Montag, 5. Mai 2008
Die vollkommen eigene — unleserliche — Sprache vom Chinesen Xu Bing. Bis 26. Oktober im Groninger Museum.
Neue chinesische Schriftzeichen
In der Abteilung Zeichen an der Wand — in der umfangreichen Ausstellung GO CHINA — die schon seit 23. März im Groninger Museum zu sehen ist, gibt es ein ganz besonderes Beispiel von Verlegerkunst, das dort in einer Vitrine vorgestellt wird. Das Handwerk des Büchermachens ist vom 1955 geborenen — heutzutage in New York lebenden und arbeitenden — chinesischen Künstlers Xu Bing auf einer ganz besonderen Weise zur Realiät geworden. Das Projekt ist inzwischen fast zwanzig Jahre alt: zwischen 1987 und 1991 hat Xu Bing eine Truhe geschnitzt aus Walnußholz, das links im Bild zu sehen ist. Daneben liegen vier Bücher, die darin genau passen. Die vier Bände sind in Handarbeit gedruckt worden und dasselbe gilt für das Heften. Letzteres genau in Übereinstimmung mit der Jahrhunderte alten chinesischen Tradition auf diesem Gebiet.
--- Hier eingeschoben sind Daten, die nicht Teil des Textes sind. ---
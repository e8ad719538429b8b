//! Data models for Bridge participant listings.
//!
//! - `Participant`: typed view of one participant row
//! - `ParticipantPage`: one page of the offset-paginated listing
//! - `ParticipantTable`: rows accumulated across pages, columns unioned

pub mod participant;
pub mod table;

pub use participant::{Participant, ParticipantPage};
pub use table::ParticipantTable;
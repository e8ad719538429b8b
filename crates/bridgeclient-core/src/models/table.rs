use serde_json::{Map, Value};

use super::Participant;

/// Participant rows gathered from one or more listing pages.
///
/// Columns are the union of the keys of every row, in first-seen order.
/// A row lacking a column simply has no value for it.
#[derive(Debug, Clone, Default, PartialEq)]
pub struct ParticipantTable {
    columns: Vec<String>,
    rows: Vec<Map<String, Value>>,
}

impl ParticipantTable {
    pub fn new() -> Self {
        Self::default()
    }

    /// Build a table from the `items` array of one page.
    ///
    /// Returns the offending item if it is not a JSON object.
    pub fn from_items(items: Vec<Value>) -> Result<Self, Value> {
        let mut table = Self::new();
        for item in items {
            match item {
                Value::Object(row) => table.push_row(row),
                other => return Err(other),
            }
        }
        Ok(table)
    }

    pub fn push_row(&mut self, row: Map<String, Value>) {
        for key in row.keys() {
            if !self.columns.iter().any(|c| c == key) {
                self.columns.push(key.clone());
            }
        }
        self.rows.push(row);
    }

    /// Concatenate another table's rows below this one's
    pub fn append(&mut self, other: ParticipantTable) {
        for row in other.rows {
            self.push_row(row);
        }
    }

    pub fn len(&self) -> usize {
        self.rows.len()
    }

    pub fn is_empty(&self) -> bool {
        self.rows.is_empty()
    }

    pub fn columns(&self) -> &[String] {
        &self.columns
    }

    pub fn rows(&self) -> &[Map<String, Value>] {
        &self.rows
    }

    /// Values of one column, `None` where a row lacks it
    pub fn column(&self, name: &str) -> Option<Vec<Option<&Value>>> {
        if !self.columns.iter().any(|c| c == name) {
            return None;
        }
        Some(self.rows.iter().map(|row| row.get(name)).collect())
    }

    /// Typed participant records, one per row
    pub fn participants(&self) -> Result<Vec<Participant>, serde_json::Error> {
        self.rows
            .iter()
            .map(|row| serde_json::from_value(Value::Object(row.clone())))
            .collect()
    }

    /// Render as tab-separated text with a header line
    pub fn to_tsv(&self) -> String {
        let mut out = self.columns.join("\t");
        out.push('\n');
        for row in &self.rows {
            let cells: Vec<String> = self
                .columns
                .iter()
                .map(|c| row.get(c).map(tsv_cell).unwrap_or_default())
                .collect();
            out.push_str(&cells.join("\t"));
            out.push('\n');
        }
        out
    }
}

fn tsv_cell(value: &Value) -> String {
    let text = match value {
        Value::Null => String::new(),
        Value::String(s) => s.clone(),
        other => other.to_string(),
    };
    text.replace(['\t', '\n', '\r'], " ")
}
Das Format der vier Bände beträgt 116,9 x 76,2 Zentimeter.

Texte ohne Inhalt
Neben diesem hervorragenden Beispiel von Handwerkskunst beinhaltet dieses Objekt noch etwas ganz anderes, das als künstlerische Aussage weitergeht als die Schönheit der graphischen Handarbeit. Die vier Bücher, die zusammen einen Umfang von 500 Seiten haben, sind versehen mit einer ausserordentlichen Menge an Texten, die jedoch völlig unleserlich sind, auch für Sinologen, da Xu Bing, in einer Periode von vier Jahren in äußerst intensiver Arbeit, viertausend bis dahin nicht existierende Schriftzeichen realisiert hat, die jedoch überhaupt keine iinhaltliche Bedeutung haben.

Innere Werte
Der Unsinn der, sprachlich betrachtet, in den vier Büchern steht, hat jedoch einen ganz bestimmten inneren Wert und ebenfalls einen sehr spannungsgeladenen SINN, weil damit bewiesen wurde dass nach dem Dahinscheiden des Großen Steuermanns Mao Zedong — der von dem Langen Marsch, von dem langen Arm und von der langen Atem — eben doch wieder einigermassen Bewegung in der kulturellen Landschaft dieses großen, vielseitigen und traditionsreichen Landes möglich geworden ist.
Hätte Xu Bing dieses Projekt zu Zeiten Maos bis zu einem guten Ende hätte bringen können, die eventuele Ausstellung davon hätte höchstwahrscheinlich dafür gesorgt dass er von Henkershand gespalten worden wäre, da er keine Kunst, sondern ein seinen Staat unterminierendes Projekt mit einer völlig geheimen Sprache vollendet hätte und schon deswegen mit den Feinden von Mao und dessen ganz persönlichen Teil der Welt unter einer Decke gesteckt hätte.

Mehr wissenswertes über dieses Projekt — von dem auch noch eine Installationsversion aus 1988 existiert — kann man nachlesen in dem Buch mit Katalog das es über diese Abteilung der großen Ausstellung gibt, und zwar in zwei verschiedenen Ausgaben: Niederländisch und Englisch.
Darin gibt es einige allgemeine Esaays, sowie ebenfalls Beschreibungen und Abbildungen der anderen 50 Projekte die zusammen diesen Teil der Ausstellung Zeichen an der Wand ausmachen.
__________
Cees Hendrikse mit Sabine Wang:
TEKENS AAN DE WAND — Chinees nieuw realisme en avant-garde in de jaren tachtig en negentig.
152 Seiten (29,2 x 23,2 Zentimeter).
Eine Ausgabe des Groninger Museums in Zusammenarbeit mit dem NAI Verlag, Rotterdam.
Niederländisch: ISBN 978-90-5662-138-4.
Englisch: ISBN 978-90-5662-542-9.
____________
Abbildungen
1. Holztruhe mit den dafür bestimmten vier Büchern von Xu Bing, die in einer Vitrine im Groninger Museum ausgestellt sind. (@ Kollection Ringer Zürich.)
2. GO CHINA-Logo von den Museen zu Groningen und Assen, wo es andere Abteilungen dieser umfangreichen Ausstellung gibt.
3. Vorderseite des Buches/Katalogs zu dieser Abteilung der Ausstellung GO CHINA im Groninger Museum.